Last night at Fallon, the APG convened for some more Noisy Thinking about the present and future of planning.
This time it was the turn of clients past, present and future to chare their views on the state of the discipline and the challenges facing Planners….
Andy Fennell, Group Marketing Director of Diageo; Mark Lund, Partner at NOW and former CEO of COI; Alison Hardy, owner of Headstrong Thinking and former Director of Marketing Services at Doctor Foster: DOH shared insights and provocations
Andy kicked off, reflecting initially on the ever more complex state of marketing and communication, with a proliferation of media and markets to deal with nowadays. His view of planning and planners was simple – be insightful, action focussed drivers of growth. Our role is to create change and for all our cleverness and intellect, if we can’t affect change then our ideas and our role are worthless. Our role is to focus creative endeavour and our obsession is simplicity. The kind of planners he’s looking for are partners, team members, owning the business outcome. The last thing he wants is a consultant. If you can’t synthesise all your cleverness into a remarkably simple idea expressed in ordinary language, then you will simply be tolerated and ultimately ignored.
Inspired by Andy’s tales of simplicity and business focussed and chilled by the prospect of noisy irrelevance, we welcomed Alison to share her views.
As an agency planner turned client at the UK’s biggest employer (the NHS, 1.4 million people!), Alison had a unique perspective. We all indulge in the fantasies she describes, where the agency, and the planner is the centre of the clients’ life, hanging on our every utterance. Of course it’s nothing like that. Clients are busy, distracted and managing a vast number of relationships – in her time at the DoH, Alison was dealing, on a weekly retained basis, with 19 different agencies, of one discipline or another. As she put it – you don’t manage the client, the client manages you. Very few agencies and very few people count in this world. Only 3 or 4 of those 19 agencies were really close to her and very few individuals in these agencies stood out. The challenge for planning is to be the voice of insight and clarity in the crowd; to understand the clients’ business and make a difference to it. Planners’ habit of always looking to find a new challenge and tiring of routine can militate against this, as ultimately the only thing that matters in an agency is the individuals, and planners allow themselves to be moved around too much to matter in the long run.
Alison’s focus on closeness reminded us all that for planning to be effective, it is a relationship discipline. Mark Lund was up next.

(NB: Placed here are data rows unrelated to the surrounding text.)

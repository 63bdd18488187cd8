use super::{unexpected_input, AudioSync, PacketInput, PacketizerCore, ProcessStatus, Range};
use crate::av::Packet;
use crate::config::Config;
use crate::format::ogm::clock::StampClock;
use crate::format::ogm::comments::CommentSet;
use crate::format::ogm::header::{HeaderKind, StreamHeader};
use crate::format::ogm::lacing::{len_bits, put_lacing};
use crate::format::ogm::page::PageKind;
use crate::format::ogm::PACKET_IS_SYNCPOINT;
use crate::Result;
use bytes::{BufMut, BytesMut};

/// Subtitle granules are milliseconds.
pub(crate) const SUBTITLE_RATE: f64 = 1000.0;

/// Where a cue lands after sync and range are applied.
#[derive(Debug, Clone, Copy, PartialEq, Eq)]
pub(crate) enum CuePlacement {
    /// Entirely before the range.
    Early,
    /// Starts after the range.
    Late,
    /// Visible between the two times (ms, relative to the range start).
    Visible(i64, i64),
}

/// Applies displacement, drift and the range window to a cue.
pub(crate) fn place_cue(sync: &AudioSync, range: &Range, start: i64, end: i64) -> CuePlacement {
    let shift = |t: i64| (sync.linear * (t + sync.displacement) as f64) as i64 - range.start as i64;
    let mut start = shift(start);
    let mut end = shift(end);
    if end < 0 {
        return CuePlacement::Early;
    }
    let length = (range.end - range.start) as i64;
    if !range.is_open_ended() && start > length {
        return CuePlacement::Late;
    }
    start = start.max(0);
    if !range.is_open_ended() && end > length {
        end = length;
    }
    CuePlacement::Visible(start, end)
}

/// Header shared by the subtitle packetizers.
pub(crate) fn subtitle_header(kind: HeaderKind) -> StreamHeader {
    StreamHeader::new(kind)
        .with_time_unit(10_000)
        .with_samples_per_unit(1)
        .with_default_len(1)
        .with_buffersize(16384)
}

/// The packet that ends a subtitle stream: a one millisecond blank cue.
pub(crate) fn subtitle_eos_packet() -> Packet {
    Packet::new(vec![len_bits(1) | PACKET_IS_SYNCPOINT, 1, b' ', 0]).with_eos(true)
}

/// Converts line breaks to CRLF and drops trailing line breaks.
fn normalize_text(text: &[u8]) -> Vec<u8> {
    let mut out = Vec::with_capacity(text.len() + 8);
    for &b in text {
        match b {
            b'\r' => {}
            b'\n' => out.extend_from_slice(b"\r\n"),
            _ => out.push(b),
        }
    }
    while matches!(out.last(), Some(b'\r' | b'\n')) {
        out.pop();
    }
    out
}

/// Packs text subtitles, one packet per cue plus blank gap packets between
/// cues.
pub struct TextSubsPacketizer {
    pub(crate) core: PacketizerCore,
    omit_empty_packets: bool,
}

impl TextSubsPacketizer {
    /// `range` is given in seconds.
    pub fn new(
        serial: u32,
        sync: AudioSync,
        range: Range,
        comments: CommentSet,
        config: &Config,
    ) -> Result<Self> {
        let clock = StampClock::new(SUBTITLE_RATE, config.timestamp_rule, true);
        Ok(TextSubsPacketizer {
            core: PacketizerCore::new(serial, clock, config, sync, range.scaled(1000.0), comments),
            omit_empty_packets: config.omit_empty_packets,
        })
    }

    pub(crate) fn produce_header_packets(&mut self) -> Result<()> {
        if self.core.packetno != 0 {
            return Ok(());
        }
        self.core.submit_stream_header(&subtitle_header(HeaderKind::Text))?;
        let comments = self.core.comments.clone();
        self.core.submit_comments(&comments)?;
        self.core.last_granulepos = 0;
        Ok(())
    }

    fn submit_flushed(&mut self, packet: Packet) -> Result<()> {
        self.core.submit(packet)?;
        self.core.packetno += 1;
        self.core.queue.flush_pages(PageKind::Data)?;
        Ok(())
    }

    pub(crate) fn process(&mut self, input: PacketInput<'_>) -> Result<ProcessStatus> {
        let (start, end, text, last) = match input {
            PacketInput::Cue {
                start,
                end,
                data,
                last,
            } => (start, end, data, last),
            other => return Err(unexpected_input("text subtitle", &other)),
        };

        self.produce_header_packets()?;
        if self.core.queue.ended() {
            return Ok(ProcessStatus::Finished);
        }

        let (start, end) = match place_cue(&self.core.sync, &self.core.range, start, end) {
            CuePlacement::Early if last => {
                self.produce_eos_packet()?;
                return Ok(ProcessStatus::Finished);
            }
            CuePlacement::Early => return Ok(ProcessStatus::MoreData),
            CuePlacement::Late => {
                self.produce_eos_packet()?;
                return Ok(ProcessStatus::Finished);
            }
            CuePlacement::Visible(start, end) => (start, end),
        };

        if !self.omit_empty_packets {
            let gap = (start - self.core.last_granulepos).max(0);
            let mut buf = BytesMut::with_capacity(4);
            put_lacing(&mut buf, PACKET_IS_SYNCPOINT, gap as u64)?;
            buf.put_u8(0);
            let granulepos = self.core.last_granulepos;
            self.submit_flushed(Packet::new(buf.freeze()).with_granulepos(granulepos))?;
        }

        let text = normalize_text(text);
        let mut buf = BytesMut::with_capacity(text.len() + 6);
        put_lacing(&mut buf, PACKET_IS_SYNCPOINT, (end - start).max(0) as u64)?;
        buf.extend_from_slice(&text);
        buf.put_u8(0);
        self.submit_flushed(
            Packet::new(buf.freeze())
                .with_granulepos(start)
                .with_eos(last),
        )?;
        self.core.last_granulepos = end;

        Ok(if last {
            ProcessStatus::Finished
        } else {
            ProcessStatus::MoreData
        })
    }

    pub(crate) fn produce_eos_packet(&mut self) -> Result<()> {
        self.produce_header_packets()?;
        if self.core.queue.ended() {
            return Ok(());
        }
        let granulepos = self.core.last_granulepos;
        self.submit_flushed(subtitle_eos_packet().with_granulepos(granulepos))
    }

    pub(crate) fn reset(&mut self) {
        self.core.queue.clear();
    }
}

#[cfg(test)]
mod tests {
    use super::*;
    use crate::format::ogm::lacing::decode_lacing;
    use crate::format::ogm::packetizer::tests::{data_packets, drain, read_packets};
    use crate::format::ogm::packetizer::Packetizer;
    use pretty_assertions::assert_eq;

    fn packetizer(sync: AudioSync, range: Range, config: &Config) -> Packetizer {
        TextSubsPacketizer::new(2, sync, range, CommentSet::new("t"), config)
            .unwrap()
            .into()
    }

    fn cue(p: &mut Packetizer, start: i64, end: i64, text: &str, last: bool) -> ProcessStatus {
        p.process(PacketInput::Cue {
            start,
            end,
            data: text.as_bytes(),
            last,
        })
        .unwrap()
    }

    #[test]
    fn test_header() {
        let mut p = packetizer(AudioSync::default(), Range::default(), &Config::default());
        p.produce_header_packets().unwrap();
        let packets = read_packets(drain(&mut p));
        let header = StreamHeader::from_packet(&packets[0].data).unwrap();
        assert_eq!(header.kind, HeaderKind::Text);
        assert_eq!(header.time_unit, 10_000);
        assert_eq!(header.sample_rate(), 1000.0);
        assert_eq!(header.buffersize, 16384);
    }

    #[test]
    fn test_gap_and_cue_packets() {
        let mut p = packetizer(AudioSync::default(), Range::default(), &Config::default());
        cue(&mut p, 1000, 2500, "Hello\nWorld\n", false);
        cue(&mut p, 3000, 4000, "Bye", true);

        let packets = data_packets(&mut p);
        assert_eq!(packets.len(), 4);

        assert_eq!(decode_lacing(&packets[0].data).unwrap(), (2, 1000));
        assert_eq!(packets[0].data.last(), Some(&0));
        assert_eq!(packets[0].absgp_page(), 0);

        let (width, duration) = decode_lacing(&packets[1].data).unwrap();
        assert_eq!(duration, 1500);
        assert_eq!(&packets[1].data[1 + width..], b"Hello\r\nWorld\0");
        assert_eq!(packets[1].absgp_page(), 1000);

        assert_eq!(decode_lacing(&packets[2].data).unwrap().1, 500);
        assert_eq!(packets[2].absgp_page(), 2500);
        assert!(packets[3].last_in_stream());
        assert_eq!(packets[3].absgp_page(), 3000);
    }

    #[test]
    fn test_omit_empty_packets() {
        let config = Config {
            omit_empty_packets: true,
            ..Config::default()
        };
        let mut p = packetizer(AudioSync::default(), Range::default(), &config);
        cue(&mut p, 1000, 2000, "a", false);
        p.produce_eos_packet().unwrap();

        let packets = data_packets(&mut p);
        assert_eq!(packets.len(), 2);
        assert_eq!(&packets[1].data[..], &[0x48, 1, b' ', 0]);
        assert_eq!(packets[1].absgp_page(), 2000);
    }

    #[test]
    fn test_sync_and_range() {
        // Cues are shifted by 500 ms, then the range 2s..4s is cut out.
        let mut p = packetizer(AudioSync::new(500, 1.0), Range::new(2.0, 4.0), &Config::default());
        assert_eq!(cue(&mut p, 0, 1000, "early", false), ProcessStatus::MoreData);
        cue(&mut p, 1000, 2000, "clipped start", false);
        cue(&mut p, 3000, 5000, "clipped end", false);
        assert_eq!(cue(&mut p, 6000, 7000, "late", false), ProcessStatus::Finished);
        assert!(p.ended());

        let packets = data_packets(&mut p);
        let cues: Vec<_> = packets
            .iter()
            .filter(|packet| packet.data.len() > 4)
            .map(|packet| (packet.absgp_page(), decode_lacing(&packet.data).unwrap().1))
            .collect();
        assert_eq!(cues, vec![(0, 500), (1500, 500)]);
        assert!(packets.last().unwrap().last_in_stream());
    }

    #[test]
    fn test_drift_scales_times() {
        assert_eq!(
            place_cue(&AudioSync::new(0, 2.0), &Range::default(), 100, 200),
            CuePlacement::Visible(200, 400)
        );
        assert_eq!(
            place_cue(&AudioSync::new(-300, 1.0), &Range::default(), 100, 200),
            CuePlacement::Early
        );
    }

    #[test]
    fn test_normalize_text() {
        assert_eq!(normalize_text(b"a\r\nb\n\n"), b"a\r\nb".to_vec());
        assert_eq!(normalize_text(b"\n"), Vec::<u8>::new());
    }
}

Speaking as a serial founder of agencies and a manager of one of the biggest agency rosters in recent history during his time at the COI, Mark was broad in his references and realistic in his assessment. Marketing clients are under more pressure than they have ever been, needing to interpret a colossally complex world and deliver results fast. The planners role is to help the client interpret this world and light the way ahead. Our duty must be to the ultimate business outcome. He shared some helpful archetypes to illustrate the future – would you be Gandalf, drawing on wisdom and experience to create the right outcome? Or would you be the Benedict Cumberbatch Sherlock of 2012, the young, quick witted observer, able to see what others have not seen and draw swift and insightful conclusions. He left us with the image of the great planner as the gymnast on a bar, able to perform dazzling somersaults, but always land on a slender, solid foundation of truth.
The evening wore on into questions as we discussed what consumer ownership of brands might mean for all this (get over it, the consumer has always owned your brand, it’s just more visible now); whether the planners’ primary responsibility is to the client or the creative department (it’s all about the business outcome, remember?); and whether planning can thrive as an independent specialist discipline (planning is one player on a team, as an independent voice, the question is what will you do with all those clever charts?). The assembled masses tumbled out into the bright lights of Oxford Circus provoked, inspired and ready to go again in a couple of months when we will debate the effect that global planning has on all this.
Thanks to Fallon for hosting such a stimulating event and to our sponsors, Flamingo.